La seconde solution consiste à développer des collaborations entre équipes homogènes et à sous-traiter certaines parties du projet quand celles-ci nécessitent une contribution qui sort de son champ de compétence. Cette solution est souvent pratiquée par les chercheurs mais elle est difficile à tenir pour des projets d'une grande ampleur. Elle génère assez rapidement des frustrations chez l'une ou l'autre des équipes disciplinaires qui rapidement se sentent peu concernées par un travail de seconde main. Toutefois, elle est plus facilement gérable à l'échelle d'une communauté scientifique par l'emprunt de résultats publiés et les échanges lors de conférences spécialisées regroupant des disciplines voisines.

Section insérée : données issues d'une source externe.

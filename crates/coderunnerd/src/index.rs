//! Semantic-index daemon integration (Glossary: "Semantic index / indexer").
//!
//! The index binary is an opaque external collaborator (Section 1 scope
//! note) invoked via documented, argv-based command lines - never shell
//! string assembly, matching `git.rs`'s sub-process style. Used by C3 (build
//! a persistent master index on `register`) and C6 (`index_building` stage:
//! start + reconcile; `running` stage: health probe; teardown: stop).

use std::path::Path;
use std::process::Stdio;

use thiserror::Error;
use tokio::process::{Child, Command};
use tracing::{info, warn};

#[derive(Debug, Error)]
pub enum IndexError {
    #[error("index binary failed: {0}")]
    CommandFailed(String),
    #[error("failed to execute index binary: {0}")]
    Execution(#[from] std::io::Error),
}

pub type Result<T> = std::result::Result<T, IndexError>;

/// Resolve whether `binary` can actually be launched: an absolute or
/// relative path is checked directly, a bare name is searched for on
/// `PATH`. Used to silently force `buildIndex` off when the index binary
/// was never installed (Section 3 "Options": "silently forced off ... if
/// the binary is missing") rather than failing the job.
pub fn binary_available(binary: &str) -> bool {
    if binary.contains(std::path::MAIN_SEPARATOR) {
        return Path::new(binary).is_file();
    }
    std::env::var_os("PATH")
        .into_iter()
        .flat_map(|paths| std::env::split_paths(&paths).collect::<Vec<_>>())
        .any(|dir| dir.join(binary).is_file())
}

async fn run(binary: &str, args: &[&str]) -> Result<()> {
    let output = Command::new(binary).args(args).output().await?;
    if !output.status.success() {
        return Err(IndexError::CommandFailed(
            String::from_utf8_lossy(&output.stderr).trim().to_string(),
        ));
    }
    Ok(())
}

/// Build a persistent index in the master workspace (C3's `register` with
/// `indexAware: true`). On failure the caller sets `index_failed` but must
/// not delete the clone.
pub async fn build_master_index(binary: &str, repo_path: &Path) -> Result<()> {
    run(binary, &["build", "--path", &repo_path.to_string_lossy()]).await
}

/// A handle to a running per-job index daemon (C6's `index_building` stage).
/// Dropped/`stop`ped at teardown regardless of pipeline outcome (Section
/// 4.6: "teardown (always): stop the index daemon if it was started").
pub struct IndexDaemon {
    child: Child,
}

/// Start the semantic-index daemon for a workspace, then issue a reconcile
/// command (Section 4.6 `index_building` stage semantics).
pub async fn start_and_reconcile(binary: &str, workspace: &Path) -> Result<IndexDaemon> {
    let child = Command::new(binary)
        .args(["serve", "--workspace", &workspace.to_string_lossy()])
        .stdin(Stdio::null())
        .stdout(Stdio::null())
        .stderr(Stdio::piped())
        .spawn()?;
    let daemon = IndexDaemon { child };

    run(
        binary,
        &["reconcile", "--workspace", &workspace.to_string_lossy()],
    )
    .await
    .map_err(|e| {
        warn!(workspace = %workspace.display(), error = %e, "index reconcile failed");
        e
    })?;

    Ok(daemon)
}

/// Probe the index daemon's health (Section 4.6 `running` stage: "the
/// choice [of system-prompt prefix] is made from the live health probe, not
/// the option flag alone").
pub async fn health_probe(binary: &str, workspace: &Path) -> bool {
    run(binary, &["health", "--workspace", &workspace.to_string_lossy()])
        .await
        .is_ok()
}

impl IndexDaemon {
    /// Stop the daemon: polite signal first, forceful kill after a bounded
    /// grace window, matching C5's termination sequence.
    pub async fn stop(mut self) {
        if let Some(pid) = self.child.id() {
            // SAFETY: `pid` is this daemon's own tracked child pid; SIGTERM
            // is the advisory "please exit" signal used throughout C5/C6's
            // termination sequence.
            unsafe {
                libc::kill(pid as libc::pid_t, libc::SIGTERM);
            }
        }
        let graceful = tokio::time::timeout(std::time::Duration::from_secs(5), self.child.wait()).await;
        if graceful.is_err() {
            warn!("index daemon did not exit after SIGTERM, sending SIGKILL");
            let _ = self.child.start_kill();
            let _ = self.child.wait().await;
        }
        info!("index daemon stopped");
    }
}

6.1. Publications et communications

Outre les supports de publications propres aux disciplines concernées, il existe maintenant plusieurs revues scientifiques reconnues pour diffuser les travaux d'EIAO. Notons que, dans les pays anglo-saxons, celles-ci ont tendance à se diversifier et à se spécialiser selon que la problématique traitée est plus centrée sur les applications de l'intelligence artificielle, les interactions "homme-machine" ou l'enseignement assisté. Dans la communauté francophone, la parution de la revue "Sciences et Techniques Educatives", la vitalité des "Journées de Cachan" témoignent de la bonne implantation de notre communauté en Europe. Je souhaite que ces initiatives conservent leur caractère pluridisciplinaire original. Il en va de leur survie et je suis sûr que c'est le souhait de leurs promoteurs.

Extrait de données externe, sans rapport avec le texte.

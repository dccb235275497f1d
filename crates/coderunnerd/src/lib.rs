//! coderunnerd: the multi-tenant batch-execution daemon.
//!
//! Wires the ten components together: the daemon itself only owns startup
//! (boot reconciliation, per Section 4.10), the HTTP control plane (Section
//! 6), and the admission loop that feeds admitted jobs to the Pipeline
//! Coordinator. Everything else - credential checks, git, the job store, the
//! scheduler, the executor runner, staging, tokens, persistence - lives in
//! its own module and is constructed once here.

pub mod credential;
pub mod git;
pub mod index;
pub mod job_store;
pub mod persistence;
pub mod pipeline;
pub mod registry;
pub mod runner;
pub mod scheduler;
pub mod server;
pub mod staging;
pub mod token_issuer;
pub mod workspace;

use std::net::SocketAddr;
use std::sync::Arc;
use std::time::Duration;

use thiserror::Error;
use tokio::net::TcpListener;
use tokio_util::sync::CancellationToken;
use tracing::{info, warn};

use coderunner_core::types::JobState;
use coderunner_core::Config;

use crate::credential::{CredentialVerifier, HostPasswordDatabase};
use crate::job_store::JobStore;
use crate::persistence::{Persistence, PersistenceError};
use crate::pipeline::PipelineContext;
use crate::registry::RepositoryRegistry;
use crate::runner::ExecutorRunner;
use crate::scheduler::Scheduler;
use crate::server::{create_router, AppState};
use crate::token_issuer::TokenIssuer;
use crate::workspace::WorkspaceManager;

#[derive(Debug, Error)]
pub enum DaemonError {
    #[error("failed to initialize persistence: {0}")]
    Persistence(#[from] PersistenceError),
    #[error("invalid bind address '{0}'")]
    Addr(String),
    #[error("failed to bind HTTP listener: {0}")]
    Bind(std::io::Error),
    #[error("HTTP server error: {0}")]
    Serve(std::io::Error),
    #[error("executor binary '{0}' is not installed or not executable")]
    ExecutorMissing(String),
}

pub type Result<T> = std::result::Result<T, DaemonError>;

/// Floor cadence for the periodic job-store snapshot while any job is
/// non-terminal (Section 4.10: "after every terminal transition and at
/// least every N seconds while any job is non-terminal").
const SNAPSHOT_INTERVAL_SECS: u64 = 30;

/// How often the retention reaper scans for terminal jobs past
/// `jobs_retention_hours`.
const REAP_INTERVAL_SECS: u64 = 300;

/// The running daemon: every component, plus the token that tells the HTTP
/// server and the admission loop to wind down together (graceful
/// shutdown on SIGINT/SIGTERM).
pub struct Daemon {
    config: Config,
    app_state: Arc<AppState>,
    pipeline_ctx: Arc<PipelineContext>,
    scheduler: Arc<Scheduler>,
    shutdown: CancellationToken,
}

impl Daemon {
    pub async fn new(config: Config) -> Result<Self> {
        // The executor binary is not optional like the index binary - a
        // daemon with no way to ever run a job is a fatal startup error
        // (Section 6 "Exit codes": "missing required binaries"), while the
        // index binary's absence only disables indexing per-job.
        if !crate::index::binary_available(&config.executor_binary) {
            return Err(DaemonError::ExecutorMissing(config.executor_binary.clone()));
        }

        let workspace = Arc::new(WorkspaceManager::new(
            config.workspace_root.clone(),
            config.cow_method,
        ));
        let registry = Arc::new(RepositoryRegistry::new(Arc::clone(&workspace)));
        let job_store = Arc::new(JobStore::new());
        let scheduler = Arc::new(Scheduler::new(config.jobs_max_concurrent));
        let persistence = Arc::new(Persistence::open(&config.workspace_root).await?);
        let runner = Arc::new(ExecutorRunner::new());
        let token_issuer = TokenIssuer::new(&config.auth_signing_key, config.auth_token_ttl_sec);
        let credential_verifier = CredentialVerifier::new(HostPasswordDatabase);

        let app_state = Arc::new(AppState {
            credential_verifier,
            token_issuer,
            registry: Arc::clone(&registry),
            job_store: Arc::clone(&job_store),
            scheduler: Arc::clone(&scheduler),
            workspace: Arc::clone(&workspace),
            persistence: Arc::clone(&persistence),
            index_binary: config.index_binary.clone(),
            jobs_timeout_default_sec: config.jobs_timeout_default_sec,
        });

        let pipeline_ctx = Arc::new(PipelineContext {
            job_store,
            workspace,
            registry,
            runner,
            scheduler: Arc::clone(&scheduler),
            persistence,
            index_binary: config.index_binary.clone(),
            executor_binary: config.executor_binary.clone(),
            executor_env_allow: config.executor_env_allow.clone(),
        });

        Ok(Self {
            config,
            app_state,
            pipeline_ctx,
            scheduler,
            shutdown: CancellationToken::new(),
        })
    }

    /// Boot reconciliation (Section 4.10): load the last snapshot, mark any
    /// job caught mid-pipeline as `failed[recover]`, restore the job store,
    /// and re-enqueue whatever was still `queued`, in its original order.
    /// Must run before the HTTP server starts accepting requests.
    async fn recover(&self) -> Result<()> {
        let persisted = self.app_state.persistence.load()?;
        let job_count = persisted.len();
        let reconciled = Persistence::reconcile(persisted);
        let queued_ids = reconciled
            .iter()
            .filter(|job| job.state == JobState::Queued)
            .map(|job| job.id.clone())
            .collect::<Vec<_>>();

        self.app_state.job_store.restore(reconciled).await;
        self.scheduler.reconcile(queued_ids).await;
        info!(job_count, "boot reconciliation complete");
        Ok(())
    }

    /// Run until `shutdown` is called: the HTTP server and the admission
    /// loop race each other, and either one winding down stops the daemon.
    pub async fn run(&self) -> Result<()> {
        self.recover().await?;

        let addr: SocketAddr = self
            .config
            .bind_addr
            .parse()
            .map_err(|_| DaemonError::Addr(self.config.bind_addr.clone()))?;
        let listener = TcpListener::bind(addr).await.map_err(DaemonError::Bind)?;
        info!(%addr, "coderunnerd listening");

        let router = create_router(Arc::clone(&self.app_state));
        let shutdown_signal = self.shutdown.clone();
        let server = axum::serve(listener, router).with_graceful_shutdown(async move {
            shutdown_signal.cancelled().await;
        });

        tokio::select! {
            result = server => result.map_err(DaemonError::Serve),
            () = self.admission_loop() => Ok(()),
            () = self.snapshot_loop() => Ok(()),
            () = self.reap_loop() => Ok(()),
        }
    }

    /// Pull admitted jobs off the scheduler and hand each one to its own
    /// Pipeline Coordinator task (admission is FIFO and
    /// bounded, but driving each job forward happens concurrently).
    async fn admission_loop(&self) {
        loop {
            tokio::select! {
                () = self.shutdown.cancelled() => break,
                admission = self.scheduler.admit() => {
                    let ctx = Arc::clone(&self.pipeline_ctx);
                    tokio::spawn(pipeline::run_job(ctx, admission));
                }
            }
        }
    }

    /// Writes a job-store snapshot on a floor cadence whenever at least one
    /// job is non-terminal, supplementing the post-terminal-transition
    /// snapshot the pipeline coordinator already writes on its own.
    async fn snapshot_loop(&self) {
        let mut ticker = tokio::time::interval(Duration::from_secs(SNAPSHOT_INTERVAL_SECS));
        ticker.tick().await;
        loop {
            tokio::select! {
                () = self.shutdown.cancelled() => break,
                _ = ticker.tick() => {
                    let jobs = self.app_state.job_store.list_all().await;
                    let any_non_terminal = jobs.iter().any(|j| !j.state.is_terminal());
                    if any_non_terminal {
                        if let Err(e) = self.app_state.persistence.snapshot(&jobs) {
                            warn!(error = %e, "failed to write periodic job snapshot");
                        }
                    }
                }
            }
        }
    }

    /// Deletes terminal jobs (and their workspaces) once
    /// `jobs_retention_hours` has elapsed since completion.
    async fn reap_loop(&self) {
        let retention = chrono::Duration::hours(i64::from(self.config.jobs_retention_hours));
        let mut ticker = tokio::time::interval(Duration::from_secs(REAP_INTERVAL_SECS));
        ticker.tick().await;
        loop {
            tokio::select! {
                () = self.shutdown.cancelled() => break,
                _ = ticker.tick() => {
                    let cutoff = chrono::Utc::now() - retention;
                    let jobs = self.app_state.job_store.list_all().await;
                    for job in jobs {
                        let reapable = job.state.is_terminal()
                            && job.completed_at.is_some_and(|t| t < cutoff);
                        if !reapable {
                            continue;
                        }
                        if let Err(e) = self.app_state.job_store.remove_any(&job.id).await {
                            warn!(job_id = %job.id, error = %e, "failed to reap job from store");
                            continue;
                        }
                        if let Err(e) = self.app_state.workspace.destroy_workspace(&job.id.0) {
                            warn!(job_id = %job.id, error = %e, "failed to remove reaped job's workspace");
                        }
                        info!(job_id = %job.id, "auto-reaped terminal job past retention window");
                    }
                }
            }
        }
    }

    /// Signal the HTTP server and admission loop to stop accepting new work
    /// (Section 14: graceful shutdown). Does not wait for in-flight jobs;
    /// each Pipeline Coordinator task keeps running to completion on its own.
    pub fn shutdown(&self) {
        info!("daemon shutdown requested");
        self.shutdown.cancel();
    }
}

6.2. Diffusion des systèmes

Ce n'est une surprise pour personne, mais il faut bien reconnaître que la diffusion des systèmes issus de la recherche en EIAO ne fonctionne pas réellement bien et cette difficulté est un obstacle important au développement de notre discipline. J'ai déjà évoqué certaines des raisons qui empêchent cette diffusion (incomplétude des systèmes, manque de convivialité, ...) mais il est sûrement possible d'améliorer la situation actuelle pour peu que chacun veuille bien s'en donner la peine. Par exemple, on pourrait décider que toutes les équipes mettent librement à disposition les versions mises à jour des systèmes sur FTP serveur avec un minimum de documentation. Nous avons procédé ainsi avec Memolab, bien que nous imaginions assez facilement qu'un utilisateur éventuel puisse avoir des difficultés à l'installer en raison de sa taille et de la spécificité de sa plate-forme de développement.

Conclusion

Cet article m'a permis de faire un tour d'horizon des différentes questions épistémologiques que nous nous sommes posées à propos d’un projet pluridisciplinaire dans le domaine de l'EIAO. Cet exercice pourra paraître superflu à certains. Je pense qu'ils n'ont que partiellement raison. En effet, j'ai pu constater au cours de cette expérience combien la communauté EIAO a du mal à valoriser ses travaux dans les disciplines de référence avec lesquelles elle est associée. Ce manque de visibilité est lourd de conséquences pour certains chercheurs, en particulier pour les plus jeunes. Nous devons chacun faire un effort particulier pour expliquer et relier nos problématiques aux travaux les plus récents dans les domaines de la psychologie cognitive, de la didactique, des sciences de l'éducation et de l'informatique. Nous devons enfin comprendre que ce n'est pas seulement le caractère novateur des dispositifs que nous concevons qui justifie le label "recherche" que nous accolons à nos systèmes. Nous devrons aussi à l'avenir prendre en compte la nécessité de fonder nos approches sur une démarche paradigmatique qui consiste à construire du "savoir" explicitable et à le relier à celui discuté dans nos domaines respectifs. C'est à ce prix que nous pourrons continuer à nous développer.